Method 2: Uninstall Through Samsung Settings
This method gives you more control and is especially useful when managing multiple apps or dealing with apps that don't appear on the home screen.
- Open Settings.
- Tap Apps (sometimes listed as Applications on older One UI versions).
- Browse the full app list or use the search bar at the top.
- Tap the app you want to remove.
- Tap "Uninstall" — or "Disable" if uninstall isn't available.
- Confirm.
This route also shows you how much storage each app is using, which can help if you're trying to free up space efficiently.
Method 3: Delete Multiple Apps at Once
If you're doing a big cleanup, Samsung's Settings app has a multi-select option:
- Go to Settings → Apps.
- Tap the three-dot menu (top right corner).
- Select "Sort by" or look for the option to enter a multi-select or "Uninstall multiple" mode — exact wording varies slightly by One UI version.
- Check the boxes next to the apps you want to remove.
- Tap "Uninstall" and confirm.
This is faster than deleting apps one by one when you're clearing out several at once.
Method 4: Uninstall Through the Google Play Store
This works for any app originally installed via Google Play:
- Open the Play Store.
- Tap your profile icon (top right).
- Go to "Manage apps & device".
- Select "Manage" tab, then choose "Installed" from the filter.
- Tap the app, then select "Uninstall".
This method is particularly handy if you want to review all your Play Store apps in one list and clean house.

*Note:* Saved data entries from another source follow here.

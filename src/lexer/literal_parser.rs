//! Literal decoding
//!
//! Tokens keep their exact source spelling. The helpers here turn that
//! spelling into values and explain malformed quoted strings.

/// Numeric value of a `Number` token.
#[derive(Debug, Clone, Copy, PartialEq)]
pub enum NumberValue {
    Integer(i128),
    Float(f64),
}

/// Decode a charstring literal including its surrounding quotes.
///
/// `""` and `\"` both stand for a single quote character. Every other
/// backslash escape is kept as written.
pub fn decode_charstring(raw: &str) -> String {
    let inner = raw
        .strip_prefix('"')
        .and_then(|s| s.strip_suffix('"'))
        .unwrap_or(raw);

    let mut result = String::with_capacity(inner.len());
    let mut chars = inner.chars().peekable();
    while let Some(ch) = chars.next() {
        match ch {
            '"' if chars.peek() == Some(&'"') => {
                chars.next();
                result.push('"');
            }
            '\\' => match chars.next() {
                Some('"') => result.push('"'),
                Some(c) => {
                    result.push('\\');
                    result.push(c);
                }
                None => result.push('\\'),
            },
            c => result.push(c),
        }
    }
    result
}

/// Parse a `Number` token. Underscores in the exponent are ignored.
pub fn parse_number(raw: &str) -> Option<NumberValue> {
    let cleaned: String = raw.chars().filter(|c| *c != '_').collect();
    if cleaned.contains(['.', 'e', 'E']) {
        cleaned.parse::<f64>().ok().map(NumberValue::Float)
    } else {
        cleaned.parse::<i128>().ok().map(NumberValue::Integer)
    }
}

/// Split a quoted literal such as `'0F'O` into its body and suffix.
pub fn split_quoted(raw: &str) -> Option<(&str, &str)> {
    let rest = raw.strip_prefix('\'')?;
    let close = rest.find('\'')?;
    Some((&rest[..close], &rest[close + 1..]))
}

/// Explain why a quoted literal does not form a bit, hex or octet string.
pub fn malformed_reason(raw: &str) -> String {
    let Some((body, suffix)) = split_quoted(raw) else {
        return "unterminated quoted string".to_string();
    };

    let allowed: fn(char) -> bool = match suffix {
        "b" | "B" => |c| matches!(c, '0' | '1' | '*' | '?' | ' '),
        "h" | "H" | "o" | "O" => |c| c.is_ascii_hexdigit() || matches!(c, '*' | '?' | ' '),
        "" => return "quoted string is missing a B, H or O suffix".to_string(),
        other => return format!("unknown string suffix `{}`", other),
    };

    if body.is_empty() {
        return "empty quoted string".to_string();
    }
    match body.chars().find(|c| !allowed(*c)) {
        Some(c) => format!("invalid character `{}` in quoted string", c),
        None => "malformed quoted string".to_string(),
    }
}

What Happens After You Uninstall an App? 🗑️
- Storage is freed — the app's base files are removed.
- App data may or may not be cleared — Some apps ask if you want to keep data. Others wipe it automatically. If you reinstall later, you may start fresh or restore your data depending on whether the app syncs to the cloud.
- The app disappears from your drawer and home screen — any associated widgets also stop working.
For pre-installed apps you've only disabled: they disappear from the app drawer and stop running, but they're still physically on your phone. Re-enabling them is just as simple — go back to Settings → Apps, find the disabled app, and tap "Enable".
When You Can't Delete an App
Some Samsung and carrier apps are locked at the system level. Common examples include Samsung Pay, certain carrier billing apps, and core Google services. On these, you'll find no "Uninstall" button — only "Disable" or sometimes neither option.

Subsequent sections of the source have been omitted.